The preon-line rule implies the conservations of respective
preon-numbers, which include the baryon, lepton and
generation\footnote{However, as for the conservation of generation
number see the remark on the mass eigenstates of leptoquarks given
later.} number conservations. Accordingly in our view-point there is no
problem of rapid proton-decay from the beginning. 
 The most-simple effective Lagrangian, satisfying the above requirement,
of Yukawa interaction of the leptoquarks with quarks and leptons is give
as
$$
{\cal L}=\sum_{i,j}\lambda_{SC}^{(ij)}\left(
   \overline{\nu}^{(i)}\Phi_{SC}^{(ij)}u^{(j)}
   +\overline{u}^{(i)}\Phi_{SC}^{(ij)\dagger}\nu^{(j)}
   +\overline{e}^{(i)}\Phi_{SC}^{(ij)}d^{(j)}
   +\overline{d}^{(i)}\Phi_{SC}^{(ij)\dagger}e^{(j)}\right),
\eqno{(5)}
$$
where $\nu^{(i)}$  and $e^{(i)}$($u^{(i)}$ and $d^{(i)}$ )are the i-th
generation leptons (quarks) given  in Eq(2).

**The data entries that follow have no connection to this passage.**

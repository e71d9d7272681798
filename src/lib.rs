//! # Orbitquad
//!
//! **A minimal wgpu rendering example: one quad, one matrix, one draw call.**
//!
//! A two-triangle quad with colored corners spins about its own center
//! while orbiting the world origin. Per frame, the [`Animator`] composes
//! a model matrix from three hand-built affine transforms
//! (scale, then rotate, then translate) and the [`Scene`] hands it to a
//! single indexed draw call. The transform math lives in
//! [`transform`](crate::transform) and is where all the interesting
//! behavior is; the rest is wgpu plumbing.
//!
//! ## Quick start
//!
//! ```no_run
//! fn main() {
//!     env_logger::init();
//!     orbitquad::run();
//! }
//! ```

mod animator;
mod app;
mod gpu;
mod mesh;
mod quad_pass;
mod scene;
pub mod transform;

pub use animator::{Animator, AnimatorConfig};
pub use app::{AppConfig, run, run_with_config};
pub use gpu::GpuContext;
pub use mesh::{Mesh, QuadGeometry, Vertex};
pub use quad_pass::QuadPass;
pub use scene::Scene;
pub use transform::{rotation_matrix, scale_matrix, translation_matrix};

// Re-export glam math types for convenience
pub use glam::{Mat4, Vec3, Vec4};
//! The render pass that puts the quad on screen.
//!
//! [`QuadPass`] is the boundary between the animation math and the GPU:
//! it owns the render pipeline, the model-matrix uniform buffer, and the
//! bind group that exposes it to the vertex shader. Each frame it writes
//! the current model matrix and issues a single indexed triangle-list
//! draw over the quad's six indices.
//!
//! The shader itself lives in `shaders/quad.wgsl`: the vertex stage
//! multiplies each homogeneous position by the model matrix and passes
//! the per-vertex color through for interpolation.

use glam::Mat4;

use crate::gpu::GpuContext;
use crate::mesh::{Mesh, Vertex};

/// Uniform block holding the model matrix, uploaded once per frame.
#[repr(C)]
#[derive(Copy, Clone, bytemuck::Pod, bytemuck::Zeroable)]
struct ModelUniforms {
    model: [[f32; 4]; 4],
}

/// Pipeline and uniform state for drawing the quad.
pub struct QuadPass {
    pipeline: wgpu::RenderPipeline,
    model_buffer: wgpu::Buffer,
    model_bind_group: wgpu::BindGroup,
}

impl QuadPass {
    /// Builds the pipeline and the model uniform resources.
    pub fn new(gpu: &GpuContext) -> Self {
        let device = &gpu.device;

        let shader = device.create_shader_module(wgpu::ShaderModuleDescriptor {
            label: Some("Quad Shader"),
            source: wgpu::ShaderSource::Wgsl(include_str!("shaders/quad.wgsl").into()),
        });

        let model_buffer = device.create_buffer(&wgpu::BufferDescriptor {
            label: Some("Model Uniforms"),
            size: std::mem::size_of::<ModelUniforms>() as u64,
            usage: wgpu::BufferUsages::UNIFORM | wgpu::BufferUsages::COPY_DST,
            mapped_at_creation: false,
        });

        let model_bind_group_layout =
            device.create_bind_group_layout(&wgpu::BindGroupLayoutDescriptor {
                label: Some("Model Bind Group Layout"),
                entries: &[wgpu::BindGroupLayoutEntry {
                    binding: 0,
                    visibility: wgpu::ShaderStages::VERTEX,
                    ty: wgpu::BindingType::Buffer {
                        ty: wgpu::BufferBindingType::Uniform,
                        has_dynamic_offset: false,
                        min_binding_size: None,
                    },
                    count: None,
                }],
            });

        let model_bind_group = device.create_bind_group(&wgpu::BindGroupDescriptor {
            label: Some("Model Bind Group"),
            layout: &model_bind_group_layout,
            entries: &[wgpu::BindGroupEntry {
                binding: 0,
                resource: model_buffer.as_entire_binding(),
            }],
        });

        let pipeline_layout = device.create_pipeline_layout(&wgpu::PipelineLayoutDescriptor {
            label: Some("Quad Pipeline Layout"),
            bind_group_layouts: &[&model_bind_group_layout],
            push_constant_ranges: &[],
        });

        let pipeline = device.create_render_pipeline(&wgpu::RenderPipelineDescriptor {
            label: Some("Quad Pipeline"),
            layout: Some(&pipeline_layout),
            vertex: wgpu::VertexState {
                module: &shader,
                entry_point: Some("vs"),
                buffers: &[Vertex::LAYOUT],
                compilation_options: Default::default(),
            },
            fragment: Some(wgpu::FragmentState {
                module: &shader,
                entry_point: Some("fs"),
                targets: &[Some(wgpu::ColorTargetState {
                    format: gpu.config.format,
                    blend: Some(wgpu::BlendState::REPLACE),
                    write_mask: wgpu::ColorWrites::ALL,
                })],
                compilation_options: Default::default(),
            }),
            // Filled triangles, no culling: the quad flips past edge-on
            // as it spins and both faces should stay visible.
            primitive: wgpu::PrimitiveState {
                topology: wgpu::PrimitiveTopology::TriangleList,
                cull_mode: None,
                ..Default::default()
            },
            depth_stencil: None,
            multisample: wgpu::MultisampleState::default(),
            multiview: None,
            cache: None,
        });

        Self {
            pipeline,
            model_buffer,
            model_bind_group,
        }
    }

    /// Draws `mesh` with the given model matrix.
    ///
    /// Writes the matrix into the uniform buffer, binds the pipeline and
    /// vertex/index buffers, and issues one indexed draw. The caller is
    /// responsible for updating the matrix before this runs.
    pub fn render(
        &self,
        gpu: &GpuContext,
        render_pass: &mut wgpu::RenderPass,
        mesh: &Mesh,
        model: Mat4,
    ) {
        let uniforms = ModelUniforms {
            model: model.to_cols_array_2d(),
        };
        gpu.queue
            .write_buffer(&self.model_buffer, 0, bytemuck::cast_slice(&[uniforms]));

        render_pass.set_pipeline(&self.pipeline);
        render_pass.set_bind_group(0, &self.model_bind_group, &[]);
        render_pass.set_vertex_buffer(0, mesh.vertex_buffer.slice(..));
        render_pass.set_index_buffer(mesh.index_buffer.slice(..), wgpu::IndexFormat::Uint32);
        render_pass.draw_indexed(0..mesh.index_count, 0, 0..1);
    }
}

In Fig.1 we have shown the
corresponding Feymman diagrams to the Lagrangian (5), representing the
production(decay) process of the leptoquarks(anti-leptoquarks).In Table
III we have summarized the properties of our leptoquarks derived from
Eq.(5).



\begin{table}[t]
\caption{Production or Decay Ratio of $\Phi^{(ij)}_{SC}$ }
\begin{center}
\begin{tabular}{c|c|c}
\hline\hline
leptoquarks & prod. or decay channels & ratio \\
\hline
$\Phi^{(ij)}_{SC}$ & $(\overline{\nu}^{(i)}  u^{(j)})  /
(\overline{e}^{(i)}  d^{(j)}) $& 1 / 1\\
\hline
$\Phi^{(ij)\dagger}_{SC} $ & ($\overline{u}^{(i)}  \nu^{(j)}) / 
(\overline{d}^{(i)}  e^{(j)}) $ & 1 / 1 \\
\hline
\end{tabular}
\end{center}
\end{table}


[{\it HERA high $Q^{2}$ events and leptoqurks}]
The HERA excess events of neutral and charged current interactions by
the $e^{+}P$  collision experiment are interpreted to be due to the
intermediate $s$-channel production and decay of the leptoquarks
$\Phi^{(11)}_{S\bar{C}}$ as shown,respectively in
Fig 2 and in Fig 3, which are produced by the collision of the initial
$e^{+}$ and valence $d$-quark inside of the initial parton(see the
discussion given shortly).

The event ratio of neutral to charged event interactions is predicted to
be 1 as is given in Table III. Correspondngly the branching ratio
becomes
$$
\frac{\Gamma(\Phi^{(11)}_{SC} \longrightarrow e^{+}d)}{
\Gamma(\Phi^{(11)}_{SC} \longrightarrow all)}
=
\frac{\Gamma(\Phi^{(11)}_{SC} \longrightarrow \overline{\nu}^{+}u)}{
\Gamma(\Phi^{(11)}_{SC} \longrightarrow all)}
=\frac{1}{2}.
\eqno{(6)}
$$

It is interesting and encouraging that this prediction seems to be
consistent with the experimental results presently, which are mentioned
in the introduction.

 Here it is to be noted that our relevant leptoquarks are not able to be
produced by the high energy collision processes of
$e^{+}e^{-}$,$e^{-}P$, $P\bar{P}$ and $P\bar{P}$. It is also to be noted
that there are no contributions even through the exchange of leptoqurks
in the low energy scattering of these systems. 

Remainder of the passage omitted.